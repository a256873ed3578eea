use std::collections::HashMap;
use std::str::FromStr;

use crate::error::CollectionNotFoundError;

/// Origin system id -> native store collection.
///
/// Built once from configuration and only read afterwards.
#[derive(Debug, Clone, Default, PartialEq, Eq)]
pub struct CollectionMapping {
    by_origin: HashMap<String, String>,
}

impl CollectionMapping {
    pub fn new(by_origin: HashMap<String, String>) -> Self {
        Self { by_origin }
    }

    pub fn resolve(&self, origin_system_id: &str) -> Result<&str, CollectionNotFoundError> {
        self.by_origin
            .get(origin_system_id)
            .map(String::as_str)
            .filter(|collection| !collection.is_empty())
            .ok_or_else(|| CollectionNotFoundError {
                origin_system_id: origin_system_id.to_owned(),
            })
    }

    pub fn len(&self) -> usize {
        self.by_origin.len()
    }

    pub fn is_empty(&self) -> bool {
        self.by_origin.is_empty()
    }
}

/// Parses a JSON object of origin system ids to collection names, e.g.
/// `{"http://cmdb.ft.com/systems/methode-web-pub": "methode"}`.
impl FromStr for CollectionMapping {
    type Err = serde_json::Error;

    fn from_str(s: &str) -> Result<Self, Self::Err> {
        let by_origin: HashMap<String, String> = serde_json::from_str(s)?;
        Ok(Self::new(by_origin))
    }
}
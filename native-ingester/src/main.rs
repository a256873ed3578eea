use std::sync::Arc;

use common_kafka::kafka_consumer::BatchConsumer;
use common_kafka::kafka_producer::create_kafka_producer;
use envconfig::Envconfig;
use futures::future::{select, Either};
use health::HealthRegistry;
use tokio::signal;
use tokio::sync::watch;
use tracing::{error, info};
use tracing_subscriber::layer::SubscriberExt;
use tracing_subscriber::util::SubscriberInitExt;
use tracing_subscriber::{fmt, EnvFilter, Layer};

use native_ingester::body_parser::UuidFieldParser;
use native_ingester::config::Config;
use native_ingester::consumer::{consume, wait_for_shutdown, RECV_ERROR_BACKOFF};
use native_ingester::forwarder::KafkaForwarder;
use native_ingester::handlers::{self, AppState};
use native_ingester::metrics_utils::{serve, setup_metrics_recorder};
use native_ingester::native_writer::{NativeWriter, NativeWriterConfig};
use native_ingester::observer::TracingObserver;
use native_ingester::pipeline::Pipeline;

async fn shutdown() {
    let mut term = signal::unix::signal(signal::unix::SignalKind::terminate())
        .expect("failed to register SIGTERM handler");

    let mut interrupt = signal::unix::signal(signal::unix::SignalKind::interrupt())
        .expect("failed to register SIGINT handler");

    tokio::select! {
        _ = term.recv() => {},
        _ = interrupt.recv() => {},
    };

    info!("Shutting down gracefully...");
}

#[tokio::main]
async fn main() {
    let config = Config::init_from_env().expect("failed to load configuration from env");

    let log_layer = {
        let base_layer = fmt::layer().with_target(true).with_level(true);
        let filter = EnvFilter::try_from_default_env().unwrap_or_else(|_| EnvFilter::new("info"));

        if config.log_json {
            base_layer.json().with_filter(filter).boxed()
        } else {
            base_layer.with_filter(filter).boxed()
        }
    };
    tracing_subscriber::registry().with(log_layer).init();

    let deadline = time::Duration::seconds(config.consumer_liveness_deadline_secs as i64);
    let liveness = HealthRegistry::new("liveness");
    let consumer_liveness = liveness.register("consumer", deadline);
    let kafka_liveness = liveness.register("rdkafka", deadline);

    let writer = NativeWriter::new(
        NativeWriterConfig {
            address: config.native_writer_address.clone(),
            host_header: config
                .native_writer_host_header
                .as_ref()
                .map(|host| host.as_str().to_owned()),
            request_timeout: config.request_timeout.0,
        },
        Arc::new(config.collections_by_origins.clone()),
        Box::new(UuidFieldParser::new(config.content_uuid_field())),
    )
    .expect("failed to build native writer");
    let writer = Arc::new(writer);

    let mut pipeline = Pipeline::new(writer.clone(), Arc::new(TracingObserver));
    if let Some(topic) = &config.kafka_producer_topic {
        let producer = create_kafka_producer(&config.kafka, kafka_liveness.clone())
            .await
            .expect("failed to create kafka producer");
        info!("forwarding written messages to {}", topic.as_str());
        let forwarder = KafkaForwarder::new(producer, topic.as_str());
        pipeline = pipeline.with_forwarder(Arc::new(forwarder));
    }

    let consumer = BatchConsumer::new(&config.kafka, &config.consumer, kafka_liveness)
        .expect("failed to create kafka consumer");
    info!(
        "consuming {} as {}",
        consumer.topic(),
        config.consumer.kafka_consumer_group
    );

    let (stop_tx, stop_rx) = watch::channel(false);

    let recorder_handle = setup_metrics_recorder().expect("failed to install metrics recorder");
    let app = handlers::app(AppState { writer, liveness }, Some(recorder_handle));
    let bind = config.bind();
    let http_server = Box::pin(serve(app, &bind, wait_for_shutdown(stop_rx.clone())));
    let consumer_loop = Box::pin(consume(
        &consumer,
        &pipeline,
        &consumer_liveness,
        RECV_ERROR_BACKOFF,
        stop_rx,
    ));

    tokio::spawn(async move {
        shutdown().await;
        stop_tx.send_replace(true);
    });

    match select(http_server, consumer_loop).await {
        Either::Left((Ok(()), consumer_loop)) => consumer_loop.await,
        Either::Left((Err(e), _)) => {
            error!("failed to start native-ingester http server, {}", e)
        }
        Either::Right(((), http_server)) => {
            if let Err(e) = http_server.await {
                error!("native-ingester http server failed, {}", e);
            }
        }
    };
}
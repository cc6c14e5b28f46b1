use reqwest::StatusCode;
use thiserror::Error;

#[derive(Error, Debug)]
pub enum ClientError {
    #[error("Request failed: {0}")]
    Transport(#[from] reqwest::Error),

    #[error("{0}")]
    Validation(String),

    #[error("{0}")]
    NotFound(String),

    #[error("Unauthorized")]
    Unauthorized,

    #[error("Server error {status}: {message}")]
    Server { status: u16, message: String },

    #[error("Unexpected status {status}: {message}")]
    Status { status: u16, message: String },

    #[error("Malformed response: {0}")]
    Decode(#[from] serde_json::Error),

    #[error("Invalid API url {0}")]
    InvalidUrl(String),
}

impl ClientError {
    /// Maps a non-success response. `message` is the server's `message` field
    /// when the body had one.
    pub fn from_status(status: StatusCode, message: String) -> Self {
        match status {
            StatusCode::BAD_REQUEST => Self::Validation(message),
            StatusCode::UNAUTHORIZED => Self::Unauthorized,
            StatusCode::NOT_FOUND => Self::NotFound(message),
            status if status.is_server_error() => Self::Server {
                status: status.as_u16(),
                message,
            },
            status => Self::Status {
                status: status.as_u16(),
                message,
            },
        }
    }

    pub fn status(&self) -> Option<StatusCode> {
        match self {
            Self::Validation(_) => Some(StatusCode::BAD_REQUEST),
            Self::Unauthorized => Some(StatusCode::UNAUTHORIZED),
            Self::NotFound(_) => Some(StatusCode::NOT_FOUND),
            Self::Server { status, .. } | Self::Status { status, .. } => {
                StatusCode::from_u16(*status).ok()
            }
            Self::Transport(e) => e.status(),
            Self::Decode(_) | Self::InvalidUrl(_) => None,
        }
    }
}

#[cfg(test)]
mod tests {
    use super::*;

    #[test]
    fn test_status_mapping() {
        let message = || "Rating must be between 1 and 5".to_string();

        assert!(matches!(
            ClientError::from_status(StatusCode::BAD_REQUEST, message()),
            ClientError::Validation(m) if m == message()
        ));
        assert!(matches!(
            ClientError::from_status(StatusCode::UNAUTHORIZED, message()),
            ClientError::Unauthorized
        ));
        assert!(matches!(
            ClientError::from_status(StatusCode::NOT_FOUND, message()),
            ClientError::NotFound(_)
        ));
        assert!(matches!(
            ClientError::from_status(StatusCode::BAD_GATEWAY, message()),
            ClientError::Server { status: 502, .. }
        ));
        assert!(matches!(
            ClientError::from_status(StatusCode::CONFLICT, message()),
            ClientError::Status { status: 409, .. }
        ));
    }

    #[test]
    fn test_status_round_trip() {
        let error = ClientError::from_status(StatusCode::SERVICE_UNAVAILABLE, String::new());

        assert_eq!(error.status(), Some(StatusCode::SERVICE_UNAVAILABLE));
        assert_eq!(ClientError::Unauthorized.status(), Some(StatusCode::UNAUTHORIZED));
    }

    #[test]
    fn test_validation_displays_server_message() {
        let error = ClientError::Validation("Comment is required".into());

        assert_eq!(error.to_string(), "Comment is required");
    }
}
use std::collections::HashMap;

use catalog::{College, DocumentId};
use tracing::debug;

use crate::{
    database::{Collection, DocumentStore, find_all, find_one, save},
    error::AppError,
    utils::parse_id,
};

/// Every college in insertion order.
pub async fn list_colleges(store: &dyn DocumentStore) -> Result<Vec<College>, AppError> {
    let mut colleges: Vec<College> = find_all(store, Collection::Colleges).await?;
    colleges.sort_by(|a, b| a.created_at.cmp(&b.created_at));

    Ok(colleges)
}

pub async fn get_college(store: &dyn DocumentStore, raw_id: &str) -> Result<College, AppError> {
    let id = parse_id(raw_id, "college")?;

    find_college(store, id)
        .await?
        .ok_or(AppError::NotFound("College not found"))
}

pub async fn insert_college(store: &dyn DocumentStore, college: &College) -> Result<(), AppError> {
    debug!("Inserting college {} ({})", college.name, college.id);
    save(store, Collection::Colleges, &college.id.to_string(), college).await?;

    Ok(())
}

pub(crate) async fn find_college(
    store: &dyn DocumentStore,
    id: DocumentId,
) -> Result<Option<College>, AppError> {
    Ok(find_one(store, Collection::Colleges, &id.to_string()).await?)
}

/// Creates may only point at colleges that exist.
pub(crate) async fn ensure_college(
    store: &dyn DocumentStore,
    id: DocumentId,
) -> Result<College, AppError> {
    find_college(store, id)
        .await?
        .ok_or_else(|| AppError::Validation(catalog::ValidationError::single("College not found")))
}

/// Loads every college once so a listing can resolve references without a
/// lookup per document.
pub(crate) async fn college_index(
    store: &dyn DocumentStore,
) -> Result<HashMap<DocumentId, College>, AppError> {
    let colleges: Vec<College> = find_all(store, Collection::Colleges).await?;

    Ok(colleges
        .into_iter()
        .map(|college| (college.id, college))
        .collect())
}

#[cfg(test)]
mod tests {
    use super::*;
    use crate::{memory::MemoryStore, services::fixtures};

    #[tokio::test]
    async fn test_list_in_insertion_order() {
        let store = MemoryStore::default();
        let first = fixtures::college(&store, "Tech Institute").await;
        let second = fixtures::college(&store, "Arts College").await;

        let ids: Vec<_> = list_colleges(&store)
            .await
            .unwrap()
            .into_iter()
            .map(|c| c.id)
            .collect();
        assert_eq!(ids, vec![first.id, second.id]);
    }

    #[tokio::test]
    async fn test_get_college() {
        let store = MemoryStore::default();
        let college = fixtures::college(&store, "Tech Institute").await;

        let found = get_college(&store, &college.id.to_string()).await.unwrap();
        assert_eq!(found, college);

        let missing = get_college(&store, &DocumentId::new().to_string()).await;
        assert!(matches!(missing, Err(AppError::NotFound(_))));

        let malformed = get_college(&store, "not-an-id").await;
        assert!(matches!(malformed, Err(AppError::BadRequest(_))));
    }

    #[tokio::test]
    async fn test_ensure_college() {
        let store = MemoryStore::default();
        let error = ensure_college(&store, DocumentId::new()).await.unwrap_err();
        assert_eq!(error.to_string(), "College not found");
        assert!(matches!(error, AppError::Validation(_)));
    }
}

| PROMPT |
From the preceding material, count every line that contains the word "missing". Reply with the number only.

| ANSWER SPACE |
2